==== MATERIALS PROVIDED

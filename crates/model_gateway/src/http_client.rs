//! OpenAI-compatible chat-completions client.
//!
//! Speaks the plain `POST /chat/completions` protocol over reqwest, which is
//! what most hosted and self-hosted text-generation services expose.

use async_trait::async_trait;
use secrecy::{ExposeSecret, Secret};
use serde::{Deserialize, Serialize};
use url::Url;

use cropbot_core::{
    traits::{ChatMessage, GenerationParams, LlmClient, LlmResponse, LlmUsage},
    Error, Result,
};

/// Longest slice of an error body kept in error messages.
const ERROR_BODY_PREVIEW: usize = 200;

/// Configuration for [`ChatCompletionsClient`].
#[derive(Debug, Clone)]
pub struct ChatCompletionsConfig {
    /// API root, e.g. `https://api.openai.com/v1`.
    pub base_url: String,
    /// Model name.
    pub model: String,
    /// Bearer token.
    pub api_key: Secret<String>,
}

/// Chat-completions client over reqwest.
pub struct ChatCompletionsClient {
    http: reqwest::Client,
    endpoint: Url,
    model: String,
    api_key: Secret<String>,
}

impl ChatCompletionsClient {
    /// Create a new client. Fails if `base_url` is not an absolute URL.
    pub fn new(config: ChatCompletionsConfig) -> Result<Self> {
        let endpoint = completions_endpoint(&config.base_url)?;
        Ok(Self {
            http: reqwest::Client::new(),
            endpoint,
            model: config.model,
            api_key: config.api_key,
        })
    }

    /// Full URL requests are posted to.
    pub fn endpoint(&self) -> &Url {
        &self.endpoint
    }

    /// Model name sent with every request.
    pub fn model(&self) -> &str {
        &self.model
    }
}

fn completions_endpoint(base_url: &str) -> Result<Url> {
    let mut base = Url::parse(base_url)
        .map_err(|e| Error::Config(format!("invalid model_gateway.base_url {:?}: {}", base_url, e)))?;
    if !base.path().ends_with('/') {
        let path = format!("{}/", base.path());
        base.set_path(&path);
    }
    base.join("chat/completions")
        .map_err(|e| Error::Config(format!("invalid completions endpoint: {}", e)))
}

// =============================================================================
// Wire Types
// =============================================================================

#[derive(Serialize)]
struct CompletionRequest<'a> {
    model: &'a str,
    temperature: f32,
    top_p: f32,
    max_tokens: u32,
    stream: bool,
    messages: &'a [ChatMessage],
    response_format: ResponseFormat,
}

#[derive(Serialize)]
struct ResponseFormat {
    #[serde(rename = "type")]
    kind: &'static str,
}

#[derive(Deserialize)]
struct CompletionResponse {
    #[serde(default)]
    choices: Vec<Choice>,
    #[serde(default)]
    usage: Option<UsageBody>,
}

#[derive(Deserialize)]
struct Choice {
    message: Option<ChoiceMessage>,
    finish_reason: Option<String>,
}

#[derive(Deserialize)]
struct ChoiceMessage {
    content: Option<String>,
}

#[derive(Deserialize, Default)]
#[serde(default)]
struct UsageBody {
    prompt_tokens: u64,
    completion_tokens: u64,
    total_tokens: u64,
}

#[async_trait]
impl LlmClient for ChatCompletionsClient {
    async fn chat(&self, messages: &[ChatMessage], params: &GenerationParams) -> Result<LlmResponse> {
        let body = CompletionRequest {
            model: &self.model,
            temperature: params.temperature,
            top_p: params.top_p,
            max_tokens: params.max_tokens,
            stream: false,
            messages,
            response_format: ResponseFormat { kind: "text" },
        };

        tracing::debug!(
            endpoint = %self.endpoint,
            model = %self.model,
            messages = messages.len(),
            "Sending chat completion request"
        );

        let resp = self
            .http
            .post(self.endpoint.clone())
            .bearer_auth(self.api_key.expose_secret())
            .json(&body)
            .send()
            .await
            .map_err(|e| Error::network(format!("Request failed: {}", e)))?;

        let status = resp.status();
        if !status.is_success() {
            let text = resp.text().await.unwrap_or_default();
            let preview: String = text.chars().take(ERROR_BODY_PREVIEW).collect();
            return Err(Error::network(format!("Model host returned {}: {}", status, preview)));
        }

        let parsed: CompletionResponse = resp
            .json()
            .await
            .map_err(|e| Error::invalid_response(format!("Malformed completion body: {}", e)))?;

        let usage = parsed.usage.unwrap_or_default();
        let choice = parsed
            .choices
            .into_iter()
            .next()
            .ok_or_else(|| Error::invalid_response("Completion has no choices"))?;
        let content = choice
            .message
            .and_then(|m| m.content)
            .ok_or_else(|| Error::invalid_response("Completion has no message content"))?;

        tracing::info!(
            model = %self.model,
            total_tokens = usage.total_tokens,
            "Chat completion received"
        );

        Ok(LlmResponse {
            content,
            finish_reason: choice.finish_reason.unwrap_or_else(|| "unknown".to_string()),
            usage: LlmUsage {
                prompt_tokens: usage.prompt_tokens,
                completion_tokens: usage.completion_tokens,
                total_tokens: usage.total_tokens,
            },
        })
    }
}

========

EXERCISE PROMPT: Each record above has to be set down again, word for word.

RESPONSE AREA:
filename crates/model_gateway/src/http_client.rs
//! OpenAI-compatible chat-completions client.
//!
//! Speaks the plain `POST /chat/completions` protocol over reqwest, which is
//! what most hosted and self-hosted text-generation services expose.

use async_trait::async_trait;
use secrecy::{ExposeSecret, Secret};
use serde::{Deserialize, Serialize};
use url::Url;

use cropbot_core::{
    traits::{ChatMessage, GenerationParams, LlmClient, LlmResponse, LlmUsage},
    Error, Result,
};

/// Longest slice of an error body kept in error messages.
const ERROR_BODY_PREVIEW: usize = 200;

/// Configuration for [`ChatCompletionsClient`].
#[derive(Debug, Clone)]
pub struct ChatCompletionsConfig {
    /// API root, e.g. `https://api.openai.com/v1`.
    pub base_url: String,
    /// Model name.
    pub model: String,
    /// Bearer token.
    pub api_key: Secret<String>,
}

/// Chat-completions client over reqwest.
pub struct ChatCompletionsClient {
    http: reqwest::Client,
    endpoint: Url,
    model: String,
    api_key: Secret<String>,
}

impl ChatCompletionsClient {
    /// Create a new client. Fails if `base_url` is not an absolute URL.
    pub fn new(config: ChatCompletionsConfig) -> Result<Self> {
        let endpoint = completions_endpoint(&config.base_url)?;
        Ok(Self {
            http: reqwest::Client::new(),
            endpoint,
            model: config.model,
            api_key: config.api_key,
        })
    }

    /// Full URL requests are posted to.
    pub fn endpoint(&self) -> &Url {
        &self.endpoint
    }

    /// Model name sent with every request.
    pub fn model(&self) -> &str {
        &self.model
    }
}

fn completions_endpoint(base_url: &str) -> Result<Url> {
    let mut base = Url::parse(base_url)
        .map_err(|e| Error::Config(format!("invalid model_gateway.base_url {:?}: {}", base_url, e)))?;
    if !base.path().ends_with('/') {
        let path = format!("{}/", base.path());
        base.set_path(&path);
    }
    base.join("chat/completions")
        .map_err(|e| Error::Config(format!("invalid completions endpoint: {}", e)))
}

// =============================================================================
// Wire Types
// =============================================================================

#[derive(Serialize)]
struct CompletionRequest<'a> {
    model: &'a str,
    temperature: f32,
    top_p: f32,
    max_tokens: u32,
    stream: bool,
    messages: &'a [ChatMessage],
    response_format: ResponseFormat,
}

#[derive(Serialize)]
struct ResponseFormat {
    #[serde(rename = "type")]
    kind: &'static str,
}

#[derive(Deserialize)]
struct CompletionResponse {
    #[serde(default)]
    choices: Vec<Choice>,
    #[serde(default)]
    usage: Option<UsageBody>,
}

#[derive(Deserialize)]
struct Choice {
    message: Option<ChoiceMessage>,
    finish_reason: Option<String>,
}

#[derive(Deserialize)]
struct ChoiceMessage {
    content: Option<String>,
}

#[derive(Deserialize, Default)]
#[serde(default)]
struct UsageBody {
    prompt_tokens: u64,
    completion_tokens: u64,
    total_tokens: u64,
}

#[async_trait]
impl LlmClient for ChatCompletionsClient {
    async fn chat(&self, messages: &[ChatMessage], params: &GenerationParams) -> Result<LlmResponse> {
        let body = CompletionRequest {
            model: &self.model,
            temperature: params.temperature,
            top_p: params.top_p,
            max_tokens: params.max_tokens,
            stream: false,
            messages,
            response_format: ResponseFormat { kind: "text" },
        };

        tracing::debug!(
            endpoint = %self.endpoint,
            model = %self.model,
            messages = messages.len(),
            "Sending chat completion request"
        );

        let resp = self
            .http
            .post(self.endpoint.clone())
            .bearer_auth(self.api_key.expose_secret())
            .json(&body)
            .send()
            .await
            .map_err(|e| Error::network(format!("Request failed: {}", e)))?;

        let status = resp.status();
        if !status.is_success() {
            let text = resp.text().await.unwrap_or_default();
            let preview: String = text.chars().take(ERROR_BODY_PREVIEW).collect();
            return Err(Error::network(format!("Model host returned {}: {}", status, preview)));
        }

        let parsed: CompletionResponse = resp
            .json()
            .await
            .map_err(|e| Error::invalid_response(format!("Malformed completion body: {}", e)))?;

        let usage = parsed.usage.unwrap_or_default();
        let choice = parsed
            .choices
            .into_iter()
            .next()
            .ok_or_else(|| Error::invalid_response("Completion has no choices"))?;
        let content = choice
            .message
            .and_then(|m| m.content)
            .ok_or_else(|| Error::invalid_response("Completion has no message content"))?;

        tracing::info!(
            model = %self.model,
            total_tokens = usage.total_tokens,
            "Chat completion received"
        );

        Ok(LlmResponse {
            content,
            finish_reason: choice.finish_reason.unwrap_or_else(|| "unknown".to_string()),
            usage: LlmUsage {
                prompt_tokens: usage.prompt_tokens,
                completion_tokens: usage.completion_tokens,
                total_tokens: usage.total_tokens,
            },
        })
    }
}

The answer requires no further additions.